CULTURE
Bourguignonne et amoureuse : Colette
le vendredi 23 mars 2012, 08:47 - CULTURE - Lien permanent
Citadine et campagnarde avec la même aisance, femme moderne encore aujourd'hui, elle est un merveilleux et tumultueux personnage
Une femme dont l’enfance heureuse – sans luxe ni confort mais entourée de parents qui s’aimaient - n’a jamais cessé de nourrir la vie adulte, de lui rendre la profonde joie de respirer, marcher dans le jour naissant dans les chemins herbus qui s’éveillent à la rosée, savoir qu’elle possède la vie, en est gourmande, avide, et peut se nourrir à satiété.

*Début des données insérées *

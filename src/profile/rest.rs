//! PostgREST-style client for the profiles table.

use async_trait::async_trait;
use chrono::Utc;
use reqwest::{RequestBuilder, StatusCode};
use serde_json::Value;

use super::{ProfileError, ProfileLookup, ProfileRecord, ProfileStore, ProfileUpdate};
use crate::config::{BackendConfig, ProfilesConfig};
use crate::identity::{AuthIdentity, BearerToken};

/// Error code the row API uses for "single object requested, zero rows found"
const NO_ROWS_CODE: &str = "PGRST116";

/// Accept header asking for a single object instead of an array
const SINGLE_OBJECT: &str = "application/vnd.pgrst.object+json";

/// Row-store client reading and writing `profiles` over REST.
pub struct RestProfileStore {
    http: reqwest::Client,
    base_url: String,
    anon_key: String,
    table: String,
    bearer: BearerToken,
}

impl RestProfileStore {
    /// Returns `None` when the backend connection parameters are missing.
    pub fn from_config(
        backend: &BackendConfig,
        profiles: &ProfilesConfig,
        bearer: BearerToken,
    ) -> Option<Self> {
        let (url, key) = backend.connection()?;
        let http = reqwest::Client::builder()
            .timeout(backend.request_timeout())
            .user_agent(concat!("agri-session/", env!("CARGO_PKG_VERSION")))
            .build()
            .ok()?;
        Some(Self {
            http,
            base_url: url.to_string(),
            anon_key: key.to_string(),
            table: profiles.table.clone(),
            bearer,
        })
    }

    fn table_url(&self) -> String {
        format!("{}/rest/v1/{}", self.base_url, self.table)
    }

    fn authorized(&self, request: RequestBuilder) -> RequestBuilder {
        let token = self
            .bearer
            .get()
            .map(|t| t.as_ref().clone())
            .unwrap_or_else(|| self.anon_key.clone());
        request
            .header("apikey", &self.anon_key)
            .header("Authorization", format!("Bearer {}", token))
    }

    async fn send(&self, request: RequestBuilder) -> Result<(StatusCode, String), ProfileError> {
        let response = self
            .authorized(request)
            .send()
            .await
            .map_err(|e| ProfileError::Network(e.to_string()))?;
        let status = response.status();
        let body = response
            .text()
            .await
            .map_err(|e| ProfileError::Network(e.to_string()))?;
        Ok((status, body))
    }
}

/// Normalize a row API error body.
pub(crate) fn parse_store_error(status: StatusCode, body: &str) -> ProfileError {
    let value: Value = serde_json::from_str(body).unwrap_or(Value::Null);
    let text = |key: &str| {
        value
            .get(key)
            .and_then(Value::as_str)
            .filter(|s| !s.is_empty())
            .map(str::to_string)
    };
    ProfileError::Store {
        code: text("code").unwrap_or_else(|| status.as_u16().to_string()),
        message: text("message")
            .or_else(|| text("details"))
            .unwrap_or_else(|| status.to_string()),
    }
}

/// Interpret the response to a single-row profile read.
pub(crate) fn parse_fetch_response(status: StatusCode, body: &str) -> Result<ProfileLookup, ProfileError> {
    let trimmed = body.trim();

    if status.is_success() {
        if trimmed.is_empty() || trimmed == "null" || trimmed == "[]" {
            return Ok(ProfileLookup::Empty);
        }
        let record: ProfileRecord = serde_json::from_str(trimmed)
            .map_err(|e| ProfileError::InvalidResponse(e.to_string()))?;
        return Ok(ProfileLookup::Found(record));
    }

    let value: Value = serde_json::from_str(trimmed).unwrap_or(Value::Null);
    if value.get("code").and_then(Value::as_str) == Some(NO_ROWS_CODE) {
        return Ok(ProfileLookup::Missing);
    }
    // An error object with no content carries no diagnosis; treat as no row
    if value.as_object().is_some_and(|o| o.is_empty()) {
        return Ok(ProfileLookup::Empty);
    }
    Err(parse_store_error(status, trimmed))
}

#[async_trait]
impl ProfileStore for RestProfileStore {
    async fn fetch(&self, user_id: &str) -> Result<ProfileLookup, ProfileError> {
        let request = self
            .http
            .get(self.table_url())
            .query(&[("id", format!("eq.{}", user_id)), ("select", "*".to_string())])
            .header("Accept", SINGLE_OBJECT);
        let (status, body) = self.send(request).await?;
        parse_fetch_response(status, &body)
    }

    async fn create_default(&self, identity: &AuthIdentity) -> Result<ProfileRecord, ProfileError> {
        let record = ProfileRecord::default_for(identity, Utc::now());
        let request = self
            .http
            .post(self.table_url())
            .header("Prefer", "return=representation")
            .header("Accept", SINGLE_OBJECT)
            .json(&record);
        let (status, body) = self.send(request).await?;

        if !status.is_success() {
            return Err(parse_store_error(status, &body));
        }
        if body.trim().is_empty() {
            // Insert accepted without representation; the row is what we sent
            return Ok(record);
        }
        serde_json::from_str(&body).map_err(|e| ProfileError::InvalidResponse(e.to_string()))
    }

    async fn update(&self, user_id: &str, fields: &ProfileUpdate) -> Result<(), ProfileError> {
        let mut row = serde_json::to_value(fields)
            .map_err(|e| ProfileError::InvalidResponse(e.to_string()))?;
        if let Some(object) = row.as_object_mut() {
            object.insert("id".to_string(), Value::String(user_id.to_string()));
            object.insert("updated_at".to_string(), serde_json::json!(Utc::now()));
        }

        let request = self
            .http
            .post(self.table_url())
            .header("Prefer", "resolution=merge-duplicates,return=minimal")
            .json(&row);
        let (status, body) = self.send(request).await?;

        if !status.is_success() {
            return Err(parse_store_error(status, &body));
        }
        Ok(())
    }
}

Belle, audacieuse, unique et avec la hardiesse de le rester envers et contre tout. Unique. Insoumise aux règles et à la raison. Férocement amoureuse au point d’en avoir trop mal parce qu’elle ne garde aucun refuge mais ne se départit pas de sa passion d’amante généreuse – et vengeresse dans l’amertume du souvenir.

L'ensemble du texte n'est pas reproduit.